Background: Given the high comorbidity and shared risk factors between depression and anxiety, whether they represent theoretically distinct disease entities or are just characteristics of a common negative affect dimension remains debated. Employing a data-driven and person-centered approach, the present study aims to identify meaningful and discrete symptom patterns of the occurrence of depression and anxiety.

Methods: Using data from an adult sample from the Japanese general population (n = 403, including 184 females, age = 42.28 ± 11.87 years), we applied latent class analysis to identify distinct symptom patterns of depression (PHQ-9) and anxiety (STAI Y1). To empirically validate the derived class memberships, we tested the association between the derived classes and personal profiles including childhood experiences, life events, and personality traits.

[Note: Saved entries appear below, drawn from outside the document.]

impl<'a> Env<'a> {
    pub fn new(scope: &'a Scope, filters: &'a FilterRegistry) -> Self {
        Self {
            scope,
            filters,
            tag: None,
        }
    }

    pub fn with_tag(mut self, tag: Option<Tag>) -> Self {
        self.tag = tag;
        self
    }
}

/// Source text together with its parse result; failures are kept so a
/// broken binding warns on each evaluation instead of on compile
#[derive(Debug, Clone)]
pub struct Compiled<T> {
    source: String,
    parsed: Result<T, ParseError>,
}

impl<T> Compiled<T> {
    pub fn source(&self) -> &str {
        &self.source
    }

    pub fn error(&self) -> Option<&ParseError> {
        self.parsed.as_ref().err()
    }

    pub fn is_ok(&self) -> bool {
        self.parsed.is_ok()
    }
}

/// A bare expression or `;`-separated statements
pub type CompiledExpression = Compiled<Expression>;

/// Literal runs and interpolated segments
pub type CompiledTemplate = Compiled<Template>;

impl Compiled<Expression> {
    pub fn expression(source: &str) -> Self {
        Self {
            source: source.to_string(),
            parsed: parse_expression(source),
        }
    }

    pub fn statements(source: &str) -> Self {
        Self {
            source: source.to_string(),
            parsed: parse_statements(source),
        }
    }

    pub fn ast(&self) -> Option<&Expression> {
        self.parsed.as_ref().ok()
    }

    pub fn try_evaluate(&self, env: &Env) -> EvalResult<Value> {
        match &self.parsed {
            Ok(expr) => evaluate(expr, env),
            Err(err) => Err(EvalError::Syntax(err.clone())),
        }
    }

    /// Evaluate; failures are logged and yield `null`
    pub fn evaluate(&self, env: &Env) -> Value {
        self.try_evaluate(env).unwrap_or_else(|err| {
            warn!(source = %self.source, error = %err, "expression failed");
            Value::Null
        })
    }

    /// Write `value` to the location the expression names
    pub fn assign(&self, value: Value, env: &Env) -> EvalResult<()> {
        match &self.parsed {
            Ok(expr) => assign(expr, value, env),
            Err(err) => Err(EvalError::Syntax(err.clone())),
        }
    }
}

impl Compiled<Template> {
    pub fn template(source: &str, delimiters: Delimiters) -> Self {
        Self {
            source: source.to_string(),
            parsed: parse_template(source, delimiters),
        }
    }

    pub fn try_evaluate(&self, env: &Env) -> EvalResult<Value> {
        let template = self.parsed.as_ref().map_err(|e| EvalError::Syntax(e.clone()))?;
        let mut out = String::new();
        for part in &template.parts {
            match part {
                TemplatePart::Literal(text) => out.push_str(text),
                TemplatePart::Expression(expr) => out.push_str(&text_of(&evaluate(expr, env)?)),
            }
        }
        Ok(Value::String(out))
    }

    /// Concatenated text; failures are logged and yield `null`
    pub fn evaluate(&self, env: &Env) -> Value {
        self.try_evaluate(env).unwrap_or_else(|err| {
            warn!(source = %self.source, error = %err, "template failed");
            Value::Null
        })
    }
}

/// Evaluate an expression tree
pub fn evaluate(expr: &Expression, env: &Env) -> EvalResult<Value> {
    match expr {
        Expression::Literal { value, .. } => Ok(Value::String(value.clone())),
        Expression::Number { value, .. } => Ok(Value::Number(*value)),
        Expression::Boolean { value, .. } => Ok(Value::Bool(*value)),
        Expression::Null { .. } => Ok(Value::Null),
        Expression::Undefined { .. } => Ok(Value::Undefined),

        Expression::Variable { name, .. } => Ok(env.scope.resolve(name)),

        Expression::Member {
            object,
            property,
            span,
        } => {
            let target = evaluate(object, env)?;
            read_property(&target, property, *span)
        }

        Expression::Index {
            object,
            index,
            span,
        } => {
            let target = evaluate(object, env)?;
            let key = evaluate(index, env)?;
            read_index(&target, &key, *span)
        }

        Expression::Call {
            callee,
            arguments,
            span,
        } => {
            let args = arguments
                .iter()
                .map(|a| evaluate(a, env))
                .collect::<EvalResult<Vec<_>>>()?;
            call(callee, args, env, *span)
        }

        Expression::Unary {
            operator, operand, ..
        } => {
            let value = evaluate(operand, env)?;
            Ok(match operator {
                UnaryOp::Not => Value::Bool(!value.is_truthy()),
                UnaryOp::Negate => Value::Number(-value.to_number()),
                UnaryOp::Plus => Value::Number(value.to_number()),
            })
        }

        Expression::Binary {
            left,
            operator,
            right,
            ..
        } => match operator {
            BinaryOp::And => {
                let l = evaluate(left, env)?;
                if l.is_truthy() {
                    evaluate(right, env)
                } else {
                    Ok(l)
                }
            }
            BinaryOp::Or => {
                let l = evaluate(left, env)?;
                if l.is_truthy() {
                    Ok(l)
                } else {
                    evaluate(right, env)
                }
            }
            op => {
                let l = evaluate(left, env)?;
                let r = evaluate(right, env)?;
                Ok(binary(*op, &l, &r))
            }
        },

        Expression::Conditional {
            test,
            consequent,
            alternate,
            ..
        } => {
            if evaluate(test, env)?.is_truthy() {
                evaluate(consequent, env)
            } else {
                evaluate(alternate, env)
            }
        }

        Expression::Array { items, .. } => {
            let values = items
                .iter()
                .map(|i| evaluate(i, env))
                .collect::<EvalResult<Vec<_>>>()?;
            Ok(Value::Array(ArrayRef::new(values)))
        }

        Expression::Object { entries, .. } => {
            let mut values = Vec::with_capacity(entries.len());
            for (key, value) in entries {
                values.push((key.clone(), evaluate(value, env)?));
            }
            Ok(Value::Object(values.into_iter().collect::<ObjectRef>()))
        }

        Expression::Assign { target, value, .. } => {
            let value = evaluate(value, env)?;
            assign(target, value.clone(), env)?;
            Ok(value)
        }

        Expression::Filter {
            input,
            name,
            arguments,
            span,
        } => {
            let input = evaluate(input, env)?;
            let args = arguments
                .iter()
                .map(|a| evaluate(a, env))
                .collect::<EvalResult<Vec<_>>>()?;
            let filter = env.filters.get(name).ok_or_else(|| EvalError::UnknownFilter {
                name: name.clone(),
                span: *span,
            })?;
            Ok(filter(&input, &args))
        }

        Expression::Sequence { items, .. } => {
            let mut last = Value::Undefined;
            for item in items {
                last = evaluate(item, env)?;
            }
            Ok(last)
        }
    }
}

Results: The best-fitting solution had four distinct symptom patterns or classes. Whereas both Class 1 and 2 had high depression, Class 1 showed high anxiety due to high anxiety-present symptoms (e.g., "I feel nervous") while Class 2 showed moderate anxiety due to few anxiety-absent symptoms (e.g., "I feel calm"). Class 3 manifested mild anxiety symptoms due to lacking responses on anxiety-absent items. Class 4 manifested the least depressive and anxiety-present symptoms as well as the most anxiety-absent symptoms. Importantly, whereas both Class 1 and 2 had higher childhood neglect and reduced reward responsiveness, etc. compared to Class 4 (i.e., the most healthy class), only Class 1 had greater negative affect and reported more negative life events.

Conclusions: To our knowledge, this is the first latent class analysis that examined the symptom patterns of depression and anxiety in Asian subjects. The classes we identified have distinct features that confirm their unique patterns of symptom endorsement. Our findings may provide insights into the etiology of depression, anxiety, and their comorbidity.

Keywords: anxiety; comorbidity; data-driven; depression; latent class analysis; symptom patterns.